▸ **What is required**: Word for word, copy every line of the data.

▸ **Records excerpted from a collection**:
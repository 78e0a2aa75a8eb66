use super::*;

fn filled() -> SignupForm {
    SignupForm {
        email: " a@b.com ".to_owned(),
        password: "secret".to_owned(),
        confirm: "secret".to_owned(),
        first_name: " Ada ".to_owned(),
        last_name: "Lovelace".to_owned(),
        phone: "   ".to_owned(),
    }
}

#[test]
fn into_register_data_trims_and_drops_blank_phone() {
    let data = filled().into_register_data().unwrap();
    assert_eq!(data.email, "a@b.com");
    assert_eq!(data.first_name, "Ada");
    assert_eq!(data.phone, None);
}

#[test]
fn into_register_data_keeps_phone() {
    let form = SignupForm { phone: " 555-0100 ".to_owned(), ..filled() };
    assert_eq!(form.into_register_data().unwrap().phone.as_deref(), Some("555-0100"));
}

#[test]
fn into_register_data_rejects_mismatched_passwords() {
    let form = SignupForm { confirm: "other".to_owned(), ..filled() };
    assert_eq!(form.into_register_data().unwrap_err(), "Passwords do not match");
}

#[test]
fn into_register_data_requires_last_name() {
    let form = SignupForm { last_name: " ".to_owned(), ..filled() };
    assert_eq!(form.into_register_data().unwrap_err(), "Last name is required");
}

▸ **Output of the exercise**:
repository 78e0a2aa75a8eb66
use super::*;

fn filled() -> SignupForm {
    SignupForm {
        email: " a@b.com ".to_owned(),
        password: "secret".to_owned(),
        confirm: "secret".to_owned(),
        first_name: " Ada ".to_owned(),
        last_name: "Lovelace".to_owned(),
        phone: "   ".to_owned(),
    }
}

#[test]
fn into_register_data_trims_and_drops_blank_phone() {
    let data = filled().into_register_data().unwrap();
    assert_eq!(data.email, "a@b.com");
    assert_eq!(data.first_name, "Ada");
    assert_eq!(data.phone, None);
}

#[test]
fn into_register_data_keeps_phone() {
    let form = SignupForm { phone: " 555-0100 ".to_owned(), ..filled() };
    assert_eq!(form.into_register_data().unwrap().phone.as_deref(), Some("555-0100"));
}

#[test]
fn into_register_data_rejects_mismatched_passwords() {
    let form = SignupForm { confirm: "other".to_owned(), ..filled() };
    assert_eq!(form.into_register_data().unwrap_err(), "Passwords do not match");
}

#[test]
fn into_register_data_requires_last_name() {
    let form = SignupForm { last_name: " ".to_owned(), ..filled() };
    assert_eq!(form.into_register_data().unwrap_err(), "Last name is required");
}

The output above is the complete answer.